Reseña en Frutos del tiempo (15/02/2020)
Las personas del verbo (Editorial Celesta, 2020),
es el último poemario de Rafael González Serrano. El enérgico caudal de su
poesía irrumpe en el lector penetrándolo con su sustancia sugestivamente
enunciadora, que se presenta como una apretada sucesión de imágenes inéditas,
encontrando un cauce donde verterse seguro, sin accidentes de ritmo,
desbordante de ideas que transgreden el mero pensamiento, encumbrándolo hasta
las más arriesgadas exploraciones. Allí, en aquellos terrenos, el paralelismo
de la realidad parece inasible. Los versos del poeta asumen el logro de una
mirada muy singular, una perspectiva única, un arranque de potente luz que
brota en la puntual incidencia de lo insoslayable. Es la búsqueda de una descripción
que rebase la inflexible compartimentación de los conceptos, la manida y
preceptiva explicación de lo extraño.
La poesía
de Rafael González valientemente se presenta desasida de ostensibles
narraciones que pudieran aflojar la tensión que impone a sus versos, hechos de
rigurosos vislumbres, de presentimientos que llaman a los recovecos de lo más
propio. Su cadencia se instala en una celebrante imaginación, en una orgía de
la continua metáfora que no aspira a la exacta correspondencia sino a una
certera pulsación de lo concerniente. Y es que esta voz se asienta en el ámbito
de la palabra, en su pequeño universo dispuesto a una perpetua expansión
creativa: “La palabra me buscaba / entre sus sílabas / con la persistencia y el
afán / del explorador de acentos, / para saber si era / un devoto del verbo. /
Pero había desertado / hacía tiempo / al lugar / carente de signos”.
El poema
crea un paisaje imprevisto, una sucesión de voces que marcan el territorio del
sentimiento: “Me persigo por ensenadas / de perfumes muertos, / por laberintos
donde / los soles nacen al ocaso…atravesando inconsciente / pasillos de gasa
negra, / para acabar retornando / a la orilla de mi máscara”. Son las nuevas
sensaciones, o las viejas recuperadas de su postergación en lo oscuro.

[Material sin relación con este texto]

impl Element {
    /// Single-component element.
    ///
    /// # Errors
    ///
    /// Returns [`AllocationError::BadValue`] for a vector size outside 1..=4,
    /// a multi-channel object reference, or a pixel kind whose channel count
    /// disagrees with the data type.
    pub fn component(
        data_type: DataType,
        kind: DataKind,
        normalized: bool,
        vector_size: u8,
    ) -> Result<Self, AllocationError> {
        let component = Component {
            data_type,
            kind,
            normalized,
            vector_size,
        };
        component.validate()?;
        Ok(Self::from_component(component))
    }

    fn from_component(component: Component) -> Self {
        Self {
            size_bytes: component.size_bytes(),
            has_references: component.data_type == DataType::ObjectRef,
            layout: Layout::Component(component),
        }
    }

    /// Normalized 8-8-8-8 RGBA pixel.
    #[must_use]
    pub fn rgba_8888() -> Self {
        Self::from_component(Component {
            data_type: DataType::U8,
            kind: DataKind::PixelRgba,
            normalized: true,
            vector_size: 4,
        })
    }

    /// Normalized 8-8-8 RGB pixel.
    #[must_use]
    pub fn rgb_888() -> Self {
        Self::from_component(Component {
            data_type: DataType::U8,
            kind: DataKind::PixelRgb,
            normalized: true,
            vector_size: 3,
        })
    }

    /// Packed 5-6-5 RGB pixel.
    #[must_use]
    pub fn rgb_565() -> Self {
        Self::from_component(Component {
            data_type: DataType::U565,
            kind: DataKind::PixelRgb,
            normalized: true,
            vector_size: 3,
        })
    }

    /// 8-bit alpha pixel.
    #[must_use]
    pub fn a_8() -> Self {
        Self::from_component(Component {
            data_type: DataType::U8,
            kind: DataKind::PixelA,
            normalized: true,
            vector_size: 1,
        })
    }

    /// 8-bit luminance pixel.
    #[must_use]
    pub fn l_8() -> Self {
        Self::from_component(Component {
            data_type: DataType::U8,
            kind: DataKind::PixelL,
            normalized: true,
            vector_size: 1,
        })
    }

    /// Handle into the context's object table.
    #[must_use]
    pub fn object_ref() -> Self {
        Self::from_component(Component {
            data_type: DataType::ObjectRef,
            kind: DataKind::User,
            normalized: false,
            vector_size: 1,
        })
    }

    /// Plain user data vector.
    ///
    /// # Errors
    ///
    /// See [`Element::component`].
    pub fn user(
        data_type: DataType,
        vector_size: u8,
    ) -> Result<Self, AllocationError> {
        Self::component(data_type, DataKind::User, false, vector_size)
    }

    /// Structure of named fields, packed in declaration order.
    ///
    /// # Errors
    ///
    /// Returns [`AllocationError::BadValue`] when `fields` is empty.
    pub fn structure(
        fields: Vec<(String, Arc<Element>)>,
    ) -> Result<Self, AllocationError> {
        if fields.is_empty() {
            return Err(AllocationError::bad_value(
                "structure element needs at least one field",
            ));
        }
        let mut offset = 0;
        let mut has_references = false;
        let fields = fields
            .into_iter()
            .map(|(name, element)| {
                let field = Field {
                    name,
                    offset,
                    element,
                };
                offset += field.element.size_bytes;
                has_references |= field.element.has_references;
                field
            })
            .collect();
        Ok(Self {
            layout: Layout::Structure(fields),
            size_bytes: offset,
            has_references,
        })
    }

    /// Size of one record in bytes.
    #[must_use]
    pub fn size_bytes(&self) -> usize {
        self.size_bytes
    }

    /// Size of one record in bits.
    #[must_use]
    pub fn size_bits(&self) -> usize {
        self.size_bytes * 8
    }

    /// `true` if any field holds an object reference.
    #[must_use]
    pub fn has_references(&self) -> bool {
        self.has_references
    }

    /// The component, for single-component elements.
    #[must_use]
    pub fn as_component(&self) -> Option<&Component> {
        match &self.layout {
            Layout::Component(c) => Some(c),
            Layout::Structure(_) => None,
        }
    }

    /// Number of named fields (0 for single-component elements).
    #[must_use]
    pub fn field_count(&self) -> usize {
        match &self.layout {
            Layout::Component(_) => 0,
            Layout::Structure(fields) => fields.len(),
        }
    }

    /// Field at `index`.
    #[must_use]
    pub fn field(&self, index: usize) -> Option<&Field> {
        match &self.layout {
            Layout::Component(_) => None,
            Layout::Structure(fields) => fields.get(index),
        }
    }

    /// Byte offset of the field at `index`.
    #[must_use]
    pub fn field_offset_bytes(&self, index: usize) -> Option<usize> {
        self.field(index).map(Field::offset_bytes)
    }

    /// Texture format matching this layout, if it has one.
    #[must_use]
    pub fn pixel_format(&self) -> Option<PixelFormat> {
        let c = self.as_component()?;
        match (c.data_type, c.kind) {
            (DataType::U8, DataKind::PixelRgba) => Some(PixelFormat::Rgba8888),
            (DataType::U8, DataKind::PixelRgb) => Some(PixelFormat::Rgb888),
            (DataType::U8, DataKind::PixelL) => Some(PixelFormat::L8),
            (DataType::U8, DataKind::PixelA) => Some(PixelFormat::A8),
            (DataType::U8, DataKind::PixelLA) => Some(PixelFormat::La88),
            (DataType::U565, DataKind::PixelRgb) => Some(PixelFormat::Rgb565),
            (DataType::U5551, DataKind::PixelRgba) => {
                Some(PixelFormat::Rgba5551)
            }
            (DataType::U4444, DataKind::PixelRgba) => {
                Some(PixelFormat::Rgba4444)
            }
            (DataType::F32, DataKind::PixelRgba) => Some(PixelFormat::Rgba32F),
            _ => None,
        }
    }

    fn visit_refs(&self, record: &[u8], visit: &mut dyn FnMut(u32)) {
        if !self.has_references {
            return;
        }
        match &self.layout {
            Layout::Component(c) => {
                if c.data_type != DataType::ObjectRef {
                    return;
                }
                if let [b0, b1, b2, b3, ..] = *record {
                    let handle = u32::from_le_bytes([b0, b1, b2, b3]);
                    if handle != 0 {
                        visit(handle);
                    }
                }
            }
            Layout::Structure(fields) => {
                for field in fields {
                    let end = field.offset + field.element.size_bytes;
                    if let Some(sub) = record.get(field.offset..end) {
                        field.element.visit_refs(sub, visit);
                    }
                }
            }
        }
    }

    /// Add a reference for every object handle in one record.
    pub fn inc_refs(&self, record: &[u8], tracker: &dyn ReferenceTracker) {
        self.visit_refs(record, &mut |h| tracker.inc_ref(h));
    }

    /// Drop a reference for every object handle in one record.
    pub fn dec_refs(&self, record: &[u8], tracker: &dyn ReferenceTracker) {
        self.visit_refs(record, &mut |h| tracker.dec_ref(h));
    }

    /// [`Element::inc_refs`] over consecutive records.
    pub fn inc_refs_strided(
        &self,
        records: &[u8],
        tracker: &dyn ReferenceTracker,
    ) {
        if !self.has_references || self.size_bytes == 0 {
            return;
        }
        for record in records.chunks_exact(self.size_bytes) {
            self.inc_refs(record, tracker);
        }
    }

    /// [`Element::dec_refs`] over consecutive records.
    pub fn dec_refs_strided(
        &self,
        records: &[u8],
        tracker: &dyn ReferenceTracker,
    ) {
        if !self.has_references || self.size_bytes == 0 {
            return;
        }
        for record in records.chunks_exact(self.size_bytes) {
            self.dec_refs(record, tracker);
        }
    }

    /// Append this element's record to `out`.
    ///
    /// # Errors
    ///
    /// Returns [`SerializationError::TooLarge`] if a field count or name
    /// does not fit its `u32` length.
    pub fn serialize(&self, out: &mut OStream) -> Result<(), SerializationError> {
        out.add_u32(ClassId::Element.tag());
        match &self.layout {
            Layout::Component(c) => {
                out.add_u8(0);
                out.add_u8(c.data_type.code());
                out.add_u8(c.kind.code());
                out.add_u8(u8::from(c.normalized));
                out.add_u8(c.vector_size);
            }
            Layout::Structure(fields) => {
                out.add_u8(1);
                out.add_len("field count", fields.len())?;
                for field in fields {
                    out.add_string(&field.name)?;
                    field.element.serialize(out)?;
                }
            }
        }
        Ok(())
    }

    /// Read an element record written by [`Element::serialize`].
    ///
    /// # Errors
    ///
    /// Fails on a wrong class tag, a truncated stream, unknown type/kind
    /// codes, a component that does not validate, or structures nested
    /// deeper than [`MAX_NESTING`].
    pub fn deserialize(input: &mut IStream<'_>) -> Result<Self, AllocationError> {
        Self::deserialize_at(input, 0)
    }

    fn deserialize_at(
        input: &mut IStream<'_>,
        depth: usize,
    ) -> Result<Self, AllocationError> {
        if depth > MAX_NESTING {
            return Err(SerializationError::InvalidRecord(format!(
                "structures nested deeper than {MAX_NESTING}"
            ))
            .into());
        }
        input.expect_class(ClassId::Element)?;
        match input.load_u8()? {
            0 => {
                let code = input.load_u8()?;
                let data_type = DataType::from_code(code).ok_or_else(|| {
                    SerializationError::InvalidRecord(format!(
                        "data type {code}"
                    ))
                })?;
                let code = input.load_u8()?;
                let kind = DataKind::from_code(code).ok_or_else(|| {
                    SerializationError::InvalidRecord(format!(
                        "data kind {code}"
                    ))
                })?;
                let normalized = input.load_u8()? != 0;
                let vector_size = input.load_u8()?;
                Self::component(data_type, kind, normalized, vector_size)
            }
            1 => {
                let count = input.load_u32()?;
                let mut fields = Vec::new();
                for _ in 0..count {
                    let name = input.load_string()?;
                    let element = Self::deserialize_at(input, depth + 1)?;
                    fields.push((name, Arc::new(element)));
                }
                Self::structure(fields)
            }
            other => Err(SerializationError::InvalidRecord(format!(
                "element variant {other}"
            ))
            .into()),
        }
    }
}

Es el
dúctil camino de la palabra: “Buscamos en el verbo / fervores de imágenes / y
esqueletos de metáforas, / en un laberinto de sospechas”.
Nos
hallamos ante una poesía extremadamente alejada de lo prosaico, que se esfuerza
en fundar un nuevo aliento del lenguaje. Lo inédito es aquí un camino
abandonado al que se nos invita a entrar y en el que nos sentimos sorprendidos
por una nueva enunciación de laberintos. No son poemas que estén escritos para
una superficial atención. Si su música y su poco definida sugerencia suenan muy
bien desde el principio, su superior riqueza solo se capta —o se atisba— en una
o varias lecturas detenidas. No hay demasiadas pistas sino sutiles
descripciones de lo realmente imaginado.
La primera
parte del poemario, Desanudando
el yo, nos introduce en las variables de la
propia personalidad. De esta parte, destacaría el poema (ninguno tiene título)
que se inicia con los versos: “Yo salí de mi patria / hace ya siglos, / y conté
a los hombres / lo oscuro de la sintaxis / y el engaño de la palabra”. Y
finaliza, en ese ejercicio de introspección, adherido al lenguaje, porque la
palabra es, al fin y al cabo, la herramienta que sustancia nuestro pensamiento,
el intento de aprehensión de la mirada primigenia, la forma que tenemos de
interactuar con el mundo: “Al final no quise ver / a nadie, comí / de la flor
del loto, bebí / de la fuente de la amnesia, / y me dispuse a enfrentarme / a
mi mirada. / Aunque, a cada intento, / aparto el rostro de mí”.
En la
segunda parte, Tu pacto
con la letra, hay una indagación propia a través del
“tú”: “Tú no eres tú / sin enfrentarte al espejo de los otros, / en el borde de
un océano / de planetas / que giran sobre el eje / de una mirada indiferente”.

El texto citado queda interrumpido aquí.